use crate::bitarray::BitArray;
use crate::ErrorKind;
use serde_derive::{Deserialize, Serialize};

/// A dynamic SSZ payload.
///
/// Descriptors take and produce `Value`s so that composition never has
/// to know the concrete Rust type behind a child. Structural equality
/// via `PartialEq` is the notion of equality every round-trip law in
/// this crate is stated against.
#[derive(Clone, Debug, PartialEq, Serialize, Deserialize)]
pub enum Value {
    Bool(bool),
    /// Any unsigned integer; the descriptor's declared width is
    /// enforced when encoding.
    Uint(u64),
    /// Payload of `ByteVector` and `ByteList`.
    Bytes(Vec<u8>),
    /// Payload of `BitVector` and `BitList`.
    Bits(BitArray),
    /// Elements of a `Vector` or `List`, in order.
    Sequence(Vec<Value>),
    /// Fields of a `Container`, in declared field order.
    Record(Vec<Value>),
}

impl Value {
    /// Short tag used in `TypeMismatch` errors.
    pub fn kind_name(&self) -> &'static str {
        match self {
            Value::Bool(_) => "bool",
            Value::Uint(_) => "uint",
            Value::Bytes(_) => "bytes",
            Value::Bits(_) => "bits",
            Value::Sequence(_) => "sequence",
            Value::Record(_) => "record",
        }
    }

    pub fn as_bool(&self) -> Option<bool> {
        match self {
            Value::Bool(b) => Some(*b),
            _ => None,
        }
    }

    pub fn as_uint(&self) -> Option<u64> {
        match self {
            Value::Uint(u) => Some(*u),
            _ => None,
        }
    }

    pub fn as_bytes(&self) -> Option<&[u8]> {
        match self {
            Value::Bytes(b) => Some(b),
            _ => None,
        }
    }

    pub fn as_bits(&self) -> Option<&BitArray> {
        match self {
            Value::Bits(b) => Some(b),
            _ => None,
        }
    }

    pub fn as_sequence(&self) -> Option<&[Value]> {
        match self {
            Value::Sequence(v) => Some(v),
            _ => None,
        }
    }

    pub fn as_record(&self) -> Option<&[Value]> {
        match self {
            Value::Record(v) => Some(v),
            _ => None,
        }
    }

    pub(crate) fn expect_bool(&self) -> Result<bool, ErrorKind> {
        self.as_bool().ok_or_else(|| self.mismatch("bool"))
    }

    pub(crate) fn expect_uint(&self) -> Result<u64, ErrorKind> {
        self.as_uint().ok_or_else(|| self.mismatch("uint"))
    }

    pub(crate) fn expect_bytes(&self) -> Result<&[u8], ErrorKind> {
        self.as_bytes().ok_or_else(|| self.mismatch("bytes"))
    }

    pub(crate) fn expect_bits(&self) -> Result<&BitArray, ErrorKind> {
        self.as_bits().ok_or_else(|| self.mismatch("bits"))
    }

    pub(crate) fn expect_sequence(&self) -> Result<&[Value], ErrorKind> {
        self.as_sequence().ok_or_else(|| self.mismatch("sequence"))
    }

    pub(crate) fn expect_record(&self) -> Result<&[Value], ErrorKind> {
        self.as_record().ok_or_else(|| self.mismatch("record"))
    }

    fn mismatch(&self, expected: &'static str) -> ErrorKind {
        ErrorKind::TypeMismatch {
            expected,
            found: self.kind_name(),
        }
    }
}

impl From<bool> for Value {
    fn from(v: bool) -> Self {
        Value::Bool(v)
    }
}

impl From<u8> for Value {
    fn from(v: u8) -> Self {
        Value::Uint(u64::from(v))
    }
}

impl From<u16> for Value {
    fn from(v: u16) -> Self {
        Value::Uint(u64::from(v))
    }
}

impl From<u32> for Value {
    fn from(v: u32) -> Self {
        Value::Uint(u64::from(v))
    }
}

impl From<u64> for Value {
    fn from(v: u64) -> Self {
        Value::Uint(v)
    }
}

impl From<Vec<u8>> for Value {
    fn from(v: Vec<u8>) -> Self {
        Value::Bytes(v)
    }
}

impl From<BitArray> for Value {
    fn from(v: BitArray) -> Self {
        Value::Bits(v)
    }
}

#[cfg(test)]
mod tests {
    use super::*;

    #[test]
    fn test_accessors() {
        assert_eq!(Value::Bool(true).as_bool(), Some(true));
        assert_eq!(Value::Uint(7).as_uint(), Some(7));
        assert_eq!(Value::Bool(true).as_uint(), None);
    }

    #[test]
    fn test_mismatch_reports_both_sides() {
        let err = Value::Uint(3).expect_bytes().unwrap_err();
        assert_eq!(
            err,
            ErrorKind::TypeMismatch {
                expected: "bytes",
                found: "uint"
            }
        );
    }

    #[test]
    fn test_from_impls() {
        assert_eq!(Value::from(7u16), Value::Uint(7));
        assert_eq!(Value::from(vec![1u8, 2]), Value::Bytes(vec![1, 2]));
        assert_eq!(Value::from(true), Value::Bool(true));
    }
}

※ ※ ※

(WHAT THE TASK ASKS)
Look above for the line holding "Value::Bytes(v)" and the line holding "assert_eq!(Value::Uint(7).as_uint(), Some(7));", then output exactly those two lines and every line between them, nothing more.

(EXERCISE RESULT)
        Value::Bytes(v)
    }
}

impl From<BitArray> for Value {
    fn from(v: BitArray) -> Self {
        Value::Bits(v)
    }
}

#[cfg(test)]
mod tests {
    use super::*;

    #[test]
    fn test_accessors() {
        assert_eq!(Value::Bool(true).as_bool(), Some(true));
        assert_eq!(Value::Uint(7).as_uint(), Some(7));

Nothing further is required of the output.